[[ DATASET ENTRIES open ]]

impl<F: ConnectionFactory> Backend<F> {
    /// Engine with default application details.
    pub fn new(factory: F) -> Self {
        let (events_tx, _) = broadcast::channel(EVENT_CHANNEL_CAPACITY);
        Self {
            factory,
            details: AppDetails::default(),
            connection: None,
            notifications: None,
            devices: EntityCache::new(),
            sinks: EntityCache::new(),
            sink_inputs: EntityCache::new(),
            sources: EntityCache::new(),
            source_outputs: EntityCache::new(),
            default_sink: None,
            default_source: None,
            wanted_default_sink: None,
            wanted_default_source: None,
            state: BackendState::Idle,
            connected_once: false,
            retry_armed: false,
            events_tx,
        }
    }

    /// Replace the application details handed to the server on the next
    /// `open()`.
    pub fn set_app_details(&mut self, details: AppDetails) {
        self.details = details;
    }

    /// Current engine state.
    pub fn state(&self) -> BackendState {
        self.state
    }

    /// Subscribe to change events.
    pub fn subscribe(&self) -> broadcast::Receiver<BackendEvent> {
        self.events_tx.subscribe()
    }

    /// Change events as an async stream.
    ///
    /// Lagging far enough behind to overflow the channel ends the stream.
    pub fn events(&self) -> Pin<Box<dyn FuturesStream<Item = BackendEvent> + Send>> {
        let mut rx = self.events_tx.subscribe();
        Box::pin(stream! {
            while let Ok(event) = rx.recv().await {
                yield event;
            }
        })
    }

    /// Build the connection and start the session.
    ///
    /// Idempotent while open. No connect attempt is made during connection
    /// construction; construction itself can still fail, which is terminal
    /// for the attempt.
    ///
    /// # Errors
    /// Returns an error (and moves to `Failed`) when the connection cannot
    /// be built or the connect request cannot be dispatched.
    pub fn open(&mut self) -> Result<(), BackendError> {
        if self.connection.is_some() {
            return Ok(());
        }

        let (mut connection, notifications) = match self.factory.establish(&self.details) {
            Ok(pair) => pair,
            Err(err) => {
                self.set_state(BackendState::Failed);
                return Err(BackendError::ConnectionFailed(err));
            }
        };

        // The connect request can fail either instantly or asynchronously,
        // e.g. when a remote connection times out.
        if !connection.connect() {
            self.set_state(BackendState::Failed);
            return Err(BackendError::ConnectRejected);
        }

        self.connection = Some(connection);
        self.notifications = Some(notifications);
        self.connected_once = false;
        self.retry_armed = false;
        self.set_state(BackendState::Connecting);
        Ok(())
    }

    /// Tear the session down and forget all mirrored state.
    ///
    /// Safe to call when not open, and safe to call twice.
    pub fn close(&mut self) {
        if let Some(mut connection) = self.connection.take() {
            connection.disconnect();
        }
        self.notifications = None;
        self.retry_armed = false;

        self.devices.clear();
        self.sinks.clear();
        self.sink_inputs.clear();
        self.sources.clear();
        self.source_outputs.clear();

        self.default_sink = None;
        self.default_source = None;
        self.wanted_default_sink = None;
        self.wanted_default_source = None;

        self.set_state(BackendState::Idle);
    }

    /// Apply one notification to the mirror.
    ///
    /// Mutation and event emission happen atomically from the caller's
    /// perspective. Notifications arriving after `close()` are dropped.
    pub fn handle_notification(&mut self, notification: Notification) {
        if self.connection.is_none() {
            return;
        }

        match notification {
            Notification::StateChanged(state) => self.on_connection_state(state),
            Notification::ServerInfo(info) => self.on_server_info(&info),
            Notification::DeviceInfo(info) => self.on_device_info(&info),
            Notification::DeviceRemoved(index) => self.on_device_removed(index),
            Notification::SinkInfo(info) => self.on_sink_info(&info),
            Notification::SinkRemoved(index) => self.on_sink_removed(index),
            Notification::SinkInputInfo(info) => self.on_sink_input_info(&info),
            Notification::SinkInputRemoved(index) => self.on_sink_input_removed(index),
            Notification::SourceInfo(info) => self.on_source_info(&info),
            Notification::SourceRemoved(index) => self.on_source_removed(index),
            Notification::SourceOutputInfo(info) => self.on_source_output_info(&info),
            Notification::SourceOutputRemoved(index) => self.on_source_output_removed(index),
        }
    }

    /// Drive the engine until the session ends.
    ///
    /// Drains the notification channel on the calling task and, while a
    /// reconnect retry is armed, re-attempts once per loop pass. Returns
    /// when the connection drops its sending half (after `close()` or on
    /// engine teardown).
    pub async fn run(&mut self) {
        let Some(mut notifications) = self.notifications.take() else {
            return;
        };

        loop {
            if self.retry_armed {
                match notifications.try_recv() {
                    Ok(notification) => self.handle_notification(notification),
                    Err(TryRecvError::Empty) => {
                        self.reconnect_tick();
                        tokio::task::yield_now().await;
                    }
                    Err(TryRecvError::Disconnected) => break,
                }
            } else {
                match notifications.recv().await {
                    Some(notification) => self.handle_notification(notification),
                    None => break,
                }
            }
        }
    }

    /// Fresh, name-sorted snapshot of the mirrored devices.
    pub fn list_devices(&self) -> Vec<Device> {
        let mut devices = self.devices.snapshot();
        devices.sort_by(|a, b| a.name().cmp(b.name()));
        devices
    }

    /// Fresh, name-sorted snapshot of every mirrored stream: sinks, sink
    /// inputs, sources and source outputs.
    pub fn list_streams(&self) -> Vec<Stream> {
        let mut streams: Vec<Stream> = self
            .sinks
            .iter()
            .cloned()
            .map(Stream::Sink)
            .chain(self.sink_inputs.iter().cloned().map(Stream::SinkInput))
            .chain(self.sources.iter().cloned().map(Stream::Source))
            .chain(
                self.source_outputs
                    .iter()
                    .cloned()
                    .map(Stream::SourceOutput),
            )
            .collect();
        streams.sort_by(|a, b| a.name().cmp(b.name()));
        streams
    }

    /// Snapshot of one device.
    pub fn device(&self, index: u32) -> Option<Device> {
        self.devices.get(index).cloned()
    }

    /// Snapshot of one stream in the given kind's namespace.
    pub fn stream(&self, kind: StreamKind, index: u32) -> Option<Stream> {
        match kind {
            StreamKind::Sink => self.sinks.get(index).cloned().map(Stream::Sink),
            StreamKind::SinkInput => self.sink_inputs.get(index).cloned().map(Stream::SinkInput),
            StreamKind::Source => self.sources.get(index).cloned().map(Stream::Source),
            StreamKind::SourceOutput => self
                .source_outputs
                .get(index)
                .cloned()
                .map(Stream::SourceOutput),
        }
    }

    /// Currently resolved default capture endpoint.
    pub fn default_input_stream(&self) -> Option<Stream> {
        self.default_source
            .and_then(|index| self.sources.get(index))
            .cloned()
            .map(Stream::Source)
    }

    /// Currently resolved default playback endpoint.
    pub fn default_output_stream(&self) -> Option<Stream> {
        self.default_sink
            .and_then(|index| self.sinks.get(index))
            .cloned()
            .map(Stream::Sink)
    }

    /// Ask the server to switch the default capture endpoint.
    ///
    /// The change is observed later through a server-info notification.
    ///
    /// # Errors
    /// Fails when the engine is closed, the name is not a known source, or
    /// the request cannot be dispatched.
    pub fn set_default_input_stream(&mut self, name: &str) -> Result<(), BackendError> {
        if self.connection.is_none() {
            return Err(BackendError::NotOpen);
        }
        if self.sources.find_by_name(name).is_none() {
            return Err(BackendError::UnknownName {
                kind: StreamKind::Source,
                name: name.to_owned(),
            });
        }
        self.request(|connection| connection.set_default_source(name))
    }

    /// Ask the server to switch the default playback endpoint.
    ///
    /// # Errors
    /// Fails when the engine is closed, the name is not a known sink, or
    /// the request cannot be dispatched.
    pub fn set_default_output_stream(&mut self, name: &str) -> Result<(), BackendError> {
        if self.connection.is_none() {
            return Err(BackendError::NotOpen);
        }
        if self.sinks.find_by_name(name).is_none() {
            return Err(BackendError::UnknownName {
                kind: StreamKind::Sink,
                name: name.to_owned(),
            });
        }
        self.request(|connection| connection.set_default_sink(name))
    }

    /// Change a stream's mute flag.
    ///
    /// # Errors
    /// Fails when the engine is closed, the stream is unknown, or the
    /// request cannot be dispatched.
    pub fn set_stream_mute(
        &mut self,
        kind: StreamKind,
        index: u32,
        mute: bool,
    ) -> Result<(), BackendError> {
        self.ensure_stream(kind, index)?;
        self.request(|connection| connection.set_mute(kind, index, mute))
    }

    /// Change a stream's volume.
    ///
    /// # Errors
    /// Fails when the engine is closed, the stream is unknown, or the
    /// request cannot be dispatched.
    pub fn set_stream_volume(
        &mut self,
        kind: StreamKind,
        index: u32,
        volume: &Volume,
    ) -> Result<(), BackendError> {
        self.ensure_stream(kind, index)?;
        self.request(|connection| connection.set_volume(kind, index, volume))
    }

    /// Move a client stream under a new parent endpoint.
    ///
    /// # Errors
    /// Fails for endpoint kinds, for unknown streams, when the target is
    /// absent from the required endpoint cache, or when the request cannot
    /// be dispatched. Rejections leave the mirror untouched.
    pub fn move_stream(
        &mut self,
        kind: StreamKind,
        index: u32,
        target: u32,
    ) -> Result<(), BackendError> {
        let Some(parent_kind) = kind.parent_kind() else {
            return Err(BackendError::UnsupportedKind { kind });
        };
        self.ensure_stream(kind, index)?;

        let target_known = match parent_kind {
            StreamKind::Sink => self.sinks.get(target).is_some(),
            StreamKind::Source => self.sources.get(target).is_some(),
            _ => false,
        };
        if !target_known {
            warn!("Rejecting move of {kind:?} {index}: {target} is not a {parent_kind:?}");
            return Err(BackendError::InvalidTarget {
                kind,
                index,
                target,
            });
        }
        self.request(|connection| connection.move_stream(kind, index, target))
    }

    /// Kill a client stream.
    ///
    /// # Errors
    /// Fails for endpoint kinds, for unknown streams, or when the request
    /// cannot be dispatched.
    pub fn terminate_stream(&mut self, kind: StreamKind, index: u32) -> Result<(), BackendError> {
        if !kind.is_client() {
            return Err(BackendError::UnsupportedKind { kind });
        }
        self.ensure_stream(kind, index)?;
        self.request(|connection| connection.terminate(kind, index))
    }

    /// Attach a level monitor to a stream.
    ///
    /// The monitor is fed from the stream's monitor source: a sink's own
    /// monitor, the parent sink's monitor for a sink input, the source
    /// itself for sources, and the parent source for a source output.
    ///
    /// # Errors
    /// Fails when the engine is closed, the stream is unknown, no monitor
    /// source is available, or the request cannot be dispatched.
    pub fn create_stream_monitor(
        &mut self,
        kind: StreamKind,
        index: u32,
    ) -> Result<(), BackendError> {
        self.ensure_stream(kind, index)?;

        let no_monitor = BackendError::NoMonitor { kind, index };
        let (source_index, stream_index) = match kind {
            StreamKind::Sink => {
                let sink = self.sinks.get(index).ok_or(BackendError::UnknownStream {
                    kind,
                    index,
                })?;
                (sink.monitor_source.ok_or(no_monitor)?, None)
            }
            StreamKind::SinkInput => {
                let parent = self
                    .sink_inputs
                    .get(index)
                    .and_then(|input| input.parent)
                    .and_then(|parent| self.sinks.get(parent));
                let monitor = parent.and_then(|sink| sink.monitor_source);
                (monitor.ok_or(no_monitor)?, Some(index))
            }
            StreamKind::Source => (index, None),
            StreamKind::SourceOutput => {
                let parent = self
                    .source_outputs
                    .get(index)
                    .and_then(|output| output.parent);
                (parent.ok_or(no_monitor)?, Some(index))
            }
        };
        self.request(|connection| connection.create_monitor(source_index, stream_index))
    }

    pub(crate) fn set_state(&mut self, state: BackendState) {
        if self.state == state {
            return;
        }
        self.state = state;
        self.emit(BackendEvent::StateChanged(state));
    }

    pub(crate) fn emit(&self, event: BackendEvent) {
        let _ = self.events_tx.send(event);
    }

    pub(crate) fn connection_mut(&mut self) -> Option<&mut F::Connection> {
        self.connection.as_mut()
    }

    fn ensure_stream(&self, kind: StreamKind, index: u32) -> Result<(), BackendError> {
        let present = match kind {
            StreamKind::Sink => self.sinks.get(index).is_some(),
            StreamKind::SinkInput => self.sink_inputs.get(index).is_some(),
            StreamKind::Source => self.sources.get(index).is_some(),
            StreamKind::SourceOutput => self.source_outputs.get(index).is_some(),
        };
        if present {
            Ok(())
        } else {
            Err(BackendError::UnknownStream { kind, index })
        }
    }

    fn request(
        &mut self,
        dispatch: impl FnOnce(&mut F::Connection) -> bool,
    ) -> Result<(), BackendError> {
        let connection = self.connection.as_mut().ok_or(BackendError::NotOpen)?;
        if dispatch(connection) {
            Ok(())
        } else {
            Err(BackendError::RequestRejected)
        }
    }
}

[[ DATASET ENTRIES closed ]]

> WHAT TO PRODUCE
Only a number is asked for here: the count of lines in the records that hold "Option".

> YOUR RESPONSE
5